* Input *
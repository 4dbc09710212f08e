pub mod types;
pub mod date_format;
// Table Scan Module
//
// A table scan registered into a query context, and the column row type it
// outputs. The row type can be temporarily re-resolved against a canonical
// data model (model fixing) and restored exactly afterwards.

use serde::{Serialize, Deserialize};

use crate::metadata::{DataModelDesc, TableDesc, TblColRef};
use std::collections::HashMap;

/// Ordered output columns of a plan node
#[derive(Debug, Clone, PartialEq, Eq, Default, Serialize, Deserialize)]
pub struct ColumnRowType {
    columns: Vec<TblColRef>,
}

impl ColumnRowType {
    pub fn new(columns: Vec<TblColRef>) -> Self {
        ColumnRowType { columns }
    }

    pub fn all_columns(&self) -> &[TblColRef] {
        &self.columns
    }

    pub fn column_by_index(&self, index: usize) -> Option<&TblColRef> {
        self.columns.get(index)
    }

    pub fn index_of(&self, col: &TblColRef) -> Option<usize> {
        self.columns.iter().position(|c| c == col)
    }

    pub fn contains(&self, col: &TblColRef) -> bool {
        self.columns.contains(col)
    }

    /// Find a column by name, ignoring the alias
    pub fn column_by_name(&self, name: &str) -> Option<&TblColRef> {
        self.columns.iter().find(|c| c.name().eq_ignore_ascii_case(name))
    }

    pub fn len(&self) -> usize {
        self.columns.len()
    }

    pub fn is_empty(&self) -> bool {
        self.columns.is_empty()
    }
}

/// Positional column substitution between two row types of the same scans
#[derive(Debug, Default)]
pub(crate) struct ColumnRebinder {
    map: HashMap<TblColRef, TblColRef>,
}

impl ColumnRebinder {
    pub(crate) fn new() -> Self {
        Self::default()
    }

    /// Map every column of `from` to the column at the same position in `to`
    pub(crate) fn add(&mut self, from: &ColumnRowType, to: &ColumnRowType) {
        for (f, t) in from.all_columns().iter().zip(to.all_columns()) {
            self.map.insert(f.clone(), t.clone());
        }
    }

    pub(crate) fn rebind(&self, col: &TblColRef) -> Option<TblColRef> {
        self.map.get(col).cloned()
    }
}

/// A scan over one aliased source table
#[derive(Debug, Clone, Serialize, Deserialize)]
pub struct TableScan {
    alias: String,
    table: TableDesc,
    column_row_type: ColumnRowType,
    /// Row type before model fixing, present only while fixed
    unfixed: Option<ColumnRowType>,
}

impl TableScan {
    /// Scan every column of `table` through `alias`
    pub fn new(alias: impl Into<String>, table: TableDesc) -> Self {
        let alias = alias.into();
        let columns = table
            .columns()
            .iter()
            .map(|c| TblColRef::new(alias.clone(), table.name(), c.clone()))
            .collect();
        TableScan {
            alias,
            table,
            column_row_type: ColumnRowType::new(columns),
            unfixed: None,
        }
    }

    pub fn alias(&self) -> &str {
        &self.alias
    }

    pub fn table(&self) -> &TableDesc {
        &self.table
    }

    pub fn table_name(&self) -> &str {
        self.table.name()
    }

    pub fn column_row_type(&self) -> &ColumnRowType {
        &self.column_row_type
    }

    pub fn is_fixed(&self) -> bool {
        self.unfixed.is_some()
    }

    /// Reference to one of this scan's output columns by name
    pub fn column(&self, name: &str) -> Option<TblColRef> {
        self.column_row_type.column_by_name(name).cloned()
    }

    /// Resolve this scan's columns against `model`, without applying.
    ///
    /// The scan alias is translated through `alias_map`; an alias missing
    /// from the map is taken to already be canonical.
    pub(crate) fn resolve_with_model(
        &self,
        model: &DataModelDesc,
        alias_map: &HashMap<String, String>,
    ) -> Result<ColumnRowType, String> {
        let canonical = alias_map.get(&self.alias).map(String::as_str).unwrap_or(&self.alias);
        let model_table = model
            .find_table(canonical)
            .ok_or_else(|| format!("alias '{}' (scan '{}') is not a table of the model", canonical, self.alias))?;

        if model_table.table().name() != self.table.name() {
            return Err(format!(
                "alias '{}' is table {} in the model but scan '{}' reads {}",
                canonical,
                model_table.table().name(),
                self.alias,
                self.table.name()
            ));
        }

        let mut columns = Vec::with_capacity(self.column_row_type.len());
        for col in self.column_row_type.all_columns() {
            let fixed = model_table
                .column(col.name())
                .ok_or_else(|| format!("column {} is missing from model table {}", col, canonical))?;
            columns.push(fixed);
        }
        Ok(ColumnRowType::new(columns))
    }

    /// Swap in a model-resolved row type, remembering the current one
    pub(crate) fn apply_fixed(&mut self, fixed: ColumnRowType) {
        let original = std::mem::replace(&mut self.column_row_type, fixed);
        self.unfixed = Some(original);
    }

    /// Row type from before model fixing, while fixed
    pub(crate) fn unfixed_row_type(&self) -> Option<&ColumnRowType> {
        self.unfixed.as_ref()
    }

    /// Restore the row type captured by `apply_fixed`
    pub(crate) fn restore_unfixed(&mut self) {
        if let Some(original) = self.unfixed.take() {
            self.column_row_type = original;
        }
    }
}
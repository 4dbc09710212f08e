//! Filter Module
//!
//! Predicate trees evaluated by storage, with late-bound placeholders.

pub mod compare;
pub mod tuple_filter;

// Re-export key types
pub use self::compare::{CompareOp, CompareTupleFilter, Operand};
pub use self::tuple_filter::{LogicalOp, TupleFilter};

* Task item *
Beginning with the top line of the data above, output every line exactly until the one that contains "a plan node", and include that one too.

* Task output *
repository 4dbc09710212f08e
pub mod types;
pub mod date_format;
// Table Scan Module
//
// A table scan registered into a query context, and the column row type it
// outputs. The row type can be temporarily re-resolved against a canonical
// data model (model fixing) and restored exactly afterwards.

use serde::{Serialize, Deserialize};

use crate::metadata::{DataModelDesc, TableDesc, TblColRef};
use std::collections::HashMap;

/// Ordered output columns of a plan node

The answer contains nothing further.